Mr. Fisher noted that markets are currently expecting the Fed to start raising interest rates in the summer of 2015. “There are some like me that think it will be earlier than the market is discounting,” he said. “My personal view is that it will be earlier than that. But who knows. It’s a committee decision.”
Raising interest rates would mark a watershed moment – a first for the Fed in the aftermath of the 2008 global financial crisis that was sparked by the housing market collapse in the United States. The Fed’s benchmark federal funds rate has been at an historic low of 0.25 percent ever since December 2008.
“From an economic standpoint, we’re healing,” Mr. Fisher said. With unemployment at 5.8 percent, Mr. Fisher said there were “significant numbers” of vacant jobs and increasing signs that people are even quitting jobs because they’re confident they can find work elsewhere. “That is to me the beginning of a sign that wage pressures may start again,” he said.
Mr. Fisher warned that the Fed risks provoking a recession in the United States if it waits too long to act: “If we wait until we get inflation to our level, and we get employment to the level we’re seeking – full employment – and then we tighten … in every instance I know in Federal Reserve history, we’ve brought about a recession,” he said.
The world is watching the Fed’s actions closely: As the U.S. central bank pulls out of financial markets and raises interest rates on banks, other parts of the world that are still suffering from the financial crisis will feel the effects. Major central banks ranging from the ECB to the Bank of Japan are increasingly getting heat from investors looking for somewhere else to get free money as the Fed turns off the spigot.

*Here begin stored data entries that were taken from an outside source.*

#[cfg(test)]
/// Parser unit tests.
///
/// These tests focus on the shapes the parser builds (block lines, groups, huddles) and on its
/// recovery behavior: every problem stays local to one `Err` node.
mod tests {
    use super::*;
    use crate::lexer;

    fn parse_str(source: &str) -> Ast {
        let lexed = lexer::lex(source);
        parse(&lexed.tokens, source)
    }

    /// The kinds of a node's children.
    fn child_kinds(ast: &Ast, id: NodeId) -> Vec<NodeKind> {
        ast.node(id).children.iter().map(|&c| ast.node(c).kind.clone()).collect()
    }

    fn only_root(ast: &Ast) -> NodeId {
        assert_eq!(ast.roots().len(), 1, "expected exactly one top-level node");
        ast.roots()[0]
    }

    /// The single child of the single top-level block line.
    fn line_content(ast: &Ast) -> NodeId {
        let line = only_root(ast);
        assert_eq!(ast.node(line).kind, NodeKind::BlockLine);
        assert_eq!(ast.node(line).children.len(), 1);
        ast.node(line).children[0]
    }

    fn ident(name: &str) -> NodeKind {
        NodeKind::Ident(name.to_string())
    }

    #[test]
    fn test_empty_source_has_no_nodes() {
        let ast = parse_str("");
        assert!(ast.is_empty());
        assert_eq!(ast.len(), 0);
    }

    #[test]
    fn test_lines_and_indented_blocks() {
        let ast = parse_str("a\n  b\nc");
        assert_eq!(ast.roots().len(), 2);
        let first = ast.roots()[0];
        assert_eq!(child_kinds(&ast, first), vec![ident("a"), NodeKind::BlockLine]);
        let nested = ast.node(first).children[1];
        assert_eq!(child_kinds(&ast, nested), vec![ident("b")]);
        assert_eq!(child_kinds(&ast, ast.roots()[1]), vec![ident("c")]);
    }

    #[test]
    fn test_comments_become_comment_nodes() {
        let ast = parse_str("x // hi");
        assert_eq!(child_kinds(&ast, only_root(&ast)), vec![ident("x"), NodeKind::Comment]);
    }

    #[test]
    fn test_literal_nodes() {
        let ast = parse_str("1 2.5 'c' \"s\"");
        assert_eq!(
            child_kinds(&ast, only_root(&ast)),
            vec![
                NodeKind::Lit(LitValue::Uint(1)),
                NodeKind::Lit(LitValue::Float(2.5)),
                NodeKind::Lit(LitValue::Rune('c')),
                NodeKind::Lit(LitValue::Str("s".into())),
            ]
        );
    }

    #[test]
    fn test_literal_decoders() {
        assert_eq!(decode_int("-42"), Ok(-42));
        assert_eq!(decode_int("-0x10"), Ok(-16));
        assert_eq!(decode_uint("1_000"), Ok(1000));
        assert_eq!(decode_uint("0x_FF"), Ok(255));
        assert_eq!(decode_uint("017"), Ok(15));
        assert_eq!(decode_uint("0b101"), Ok(5));
        assert_eq!(decode_float("0x1.8p1"), Ok(3.0));
        assert_eq!(decode_float(".5"), Ok(0.5));
        assert_eq!(decode_str(r#""a\tbé""#), Ok("a\tbé".to_string()));
        assert_eq!(decode_str("`raw\\n`"), Ok("raw\\n".to_string()));
        assert_eq!(decode_rune(r"'\n'"), Ok('\n'));
        assert_eq!(decode_rune(r"'\''"), Ok('\''));
        assert_eq!(decode_rune("'ab'"), Err(LiteralError::RuneLength(2)));
        assert!(matches!(decode_str(r#""\q""#), Err(LiteralError::Escape(_))));
    }

    #[test]
    fn test_out_of_range_int_is_a_local_err_node() {
        let ast = parse_str("x 99999999999999999999 y");
        let errs = ast.err_diagnostics();
        assert_eq!(errs.len(), 1);
        assert_eq!(errs[0].code, DiagCode::LitWontParse);
        assert!(errs[0].message.starts_with("invalid literal: "));
        assert!(errs[0].message.contains("too large"), "got: {}", errs[0].message);
        // neighbours survive
        let kinds = child_kinds(&ast, only_root(&ast));
        assert_eq!(kinds.len(), 3);
        assert_eq!(kinds[0], ident("x"));
        assert_eq!(kinds[2], ident("y"));
    }

    #[test]
    fn test_unclosed_paren_is_one_bracketing_err() {
        let ast = parse_str("(a b");
        let errs = ast.err_diagnostics();
        assert_eq!(errs.len(), 1);
        assert_eq!(errs[0].code, DiagCode::BracketingMismatch);
        assert_eq!(errs[0].message, "opening and closing parens don't match up");
        assert!(ast.node(line_content(&ast)).kind.is_err());
    }

    #[test]
    fn test_mismatched_family_names_the_opener() {
        let ast = parse_str("[a)");
        let errs = ast.err_diagnostics();
        assert_eq!(errs.len(), 1);
        assert!(errs[0].message.contains("brackets"));

        let ast = parse_str("} x");
        assert!(ast.err_diagnostics()[0].message.contains("braces"));
    }

    #[test]
    fn test_bracket_error_keeps_earlier_lines() {
        let ast = parse_str("a\n  (b");
        assert_eq!(ast.err_diagnostics().len(), 1);
        let line = only_root(&ast);
        assert_eq!(child_kinds(&ast, line)[0], ident("a"));
    }

    #[test]
    fn test_parens_vs_tuple() {
        let ast = parse_str("(a)");
        assert_eq!(ast.node(line_content(&ast)).kind, NodeKind::Group(GroupKind::Parens));

        let ast = parse_str("(a, b c)");
        let tuple = line_content(&ast);
        assert_eq!(ast.node(tuple).kind, NodeKind::Group(GroupKind::Tuple));
        assert_eq!(
            child_kinds(&ast, tuple),
            vec![ident("a"), NodeKind::Group(GroupKind::Implicit)]
        );

        let ast = parse_str("(a,)");
        let tuple = line_content(&ast);
        assert_eq!(ast.node(tuple).kind, NodeKind::Group(GroupKind::Tuple));
        assert_eq!(child_kinds(&ast, tuple), vec![ident("a")]);

        let ast = parse_str("()");
        assert!(ast.node(line_content(&ast)).children.is_empty());
    }

    #[test]
    fn test_square_brackets() {
        let ast = parse_str("[a b]");
        let list = line_content(&ast);
        assert_eq!(ast.node(list).kind, NodeKind::Group(GroupKind::Brackets));
        assert_eq!(child_kinds(&ast, list), vec![ident("a"), ident("b")]);

        let ast = parse_str("[a, b]");
        assert_eq!(child_kinds(&ast, line_content(&ast)), vec![ident("a"), ident("b")]);
    }

    #[test]
    fn test_nested_commas_do_not_split() {
        let ast = parse_str("(f (a, b), c)");
        let tuple = line_content(&ast);
        assert_eq!(ast.node(tuple).children.len(), 2);
    }

    #[test]
    fn test_curly_pairs() {
        let ast = parse_str("{a: 1, b: 2}");
        let dict = line_content(&ast);
        assert_eq!(ast.node(dict).kind, NodeKind::Group(GroupKind::Braces));
        for &pair in &ast.node(dict).children {
            assert_eq!(ast.node(pair).kind, NodeKind::Group(GroupKind::Implicit));
            assert_eq!(ast.node(pair).children.len(), 2);
        }

        let ast = parse_str("{a: 1, b}");
        let errs = ast.err_diagnostics();
        assert_eq!(errs.len(), 1);
        assert_eq!(errs[0].code, DiagCode::ExpectedFoo);
        assert_eq!(errs[0].message, "expected expression pair separated by `:`");
        let dict = line_content(&ast);
        assert_eq!(ast.node(dict).children.len(), 2);
    }

    #[test]
    fn test_superfluous_comma() {
        let ast = parse_str("(a,,b)");
        let tuple = line_content(&ast);
        let kinds = child_kinds(&ast, tuple);
        assert_eq!(kinds.len(), 3);
        assert!(kinds[1].is_err());
        assert_eq!(
            ast.err_diagnostics()[0].message,
            "expected expression before the superfluous comma"
        );

        let ast = parse_str("(, a)");
        assert_eq!(ast.err_diagnostics().len(), 1);
    }

    #[test]
    fn test_huddling_groups_adjacent_nodes() {
        let ast = parse_str("foo x+1 y");
        let line = only_root(&ast);
        assert_eq!(
            child_kinds(&ast, line),
            vec![ident("foo"), NodeKind::Group(GroupKind::Implicit), ident("y")]
        );
        let huddle = ast.node(line).children[1];
        assert_eq!(
            child_kinds(&ast, huddle),
            vec![ident("x"), ident("+"), NodeKind::Lit(LitValue::Uint(1))]
        );
    }

    #[test]
    fn test_single_run_is_not_wrapped() {
        let ast = parse_str("x+1");
        assert_eq!(
            child_kinds(&ast, only_root(&ast)),
            vec![ident("x"), ident("+"), NodeKind::Lit(LitValue::Uint(1))]
        );
    }

    #[test]
    fn test_separators_do_not_huddle() {
        let ast = parse_str("{a: b}");
        let pair = ast.node(line_content(&ast)).children[0];
        assert_eq!(child_kinds(&ast, pair), vec![ident("a"), ident("b")]);
    }

    #[test]
    fn test_huddle_is_idempotent() {
        let source = "foo x+1 (a.b c)\n  bar [1,2]-x";
        let lexed = lexer::lex(source);
        let ast = parse(&lexed.tokens, source);
        let mut nodes = ast.to_nodes();
        huddle(&mut nodes, &lexed.tokens);
        assert_eq!(nodes, ast.to_nodes());
    }

    #[test]
    fn test_shebang_line_is_a_comment() {
        let ast = parse_str("#!/usr/bin/env loon\nfoo");
        assert_eq!(ast.roots().len(), 2);
        let first = ast.node(ast.roots()[0]);
        assert_eq!(first.kind, NodeKind::Comment);
        assert!(first.children.is_empty());

        let lexed = lexer::lex("#!/bin/loon x");
        let ast = Parser::new(&lexed.tokens, "#!/bin/loon x").with_shebang_prefix("#!/bin/").parse();
        assert_eq!(ast.node(ast.roots()[0]).kind, NodeKind::Comment);
    }

    #[test]
    fn test_unclosed_levels_become_one_indentation_err() {
        let source = "a\n  b";
        let mut tokens = lexer::lex(source).tokens;
        assert_eq!(tokens.pop().map(|t| t.kind), Some(TokenKind::End));
        let ast = parse(&tokens, source);
        let root = only_root(&ast);
        assert!(ast.node(root).kind.is_err());
        assert_eq!(child_kinds(&ast, root), vec![ident("a"), NodeKind::BlockLine]);
        let errs = ast.err_diagnostics();
        assert_eq!(errs.len(), 1);
        assert_eq!(errs[0].code, DiagCode::Indentation);
    }

    #[test]
    fn test_stray_end_is_ignored() {
        let source = "a";
        let mut tokens = lexer::lex(source).tokens;
        let end = tokens[tokens.len() - 1];
        tokens.push(end);
        let ast = parse(&tokens, source);
        assert!(!ast.any_errs());
        assert_eq!(ast.roots().len(), 1);
    }

    #[test]
    fn test_tree_dump() {
        let source = "f x+1\n  (a, b)\n";
        let ast = parse_str(source);
        insta::assert_snapshot!(ast.dump(source).trim_end(), @r"
        BlockLine 1,1-2,9
          Ident 1,1-1,2 f
          Group 1,3-1,6 Implicit
            Ident 1,3-1,4 x
            Ident 1,4-1,5 +
            Lit 1,5-1,6 1
          BlockLine 2,3-2,9
            Group 2,3-2,9 Tuple
              Ident 2,4-2,5 a
              Ident 2,7-2,8 b
        ");
    }
}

“Europe needs structural reform. The United States needs structural reform. And that’s up to the politicians we elect.”
Europe could feel the brunt. Unlike in the United States, the European Central Bank faces an economy that remains extremely weak. The Frankfurt-based ECB is under pressure to launch the kind of government bond-buying “quantitative easing” program that the Fed launched after the 2008 crisis. For Wall Street, this would help fill the gap in bond-buying that has been left by the Federal Reserve, which ended its own quantitative easing program earlier this month.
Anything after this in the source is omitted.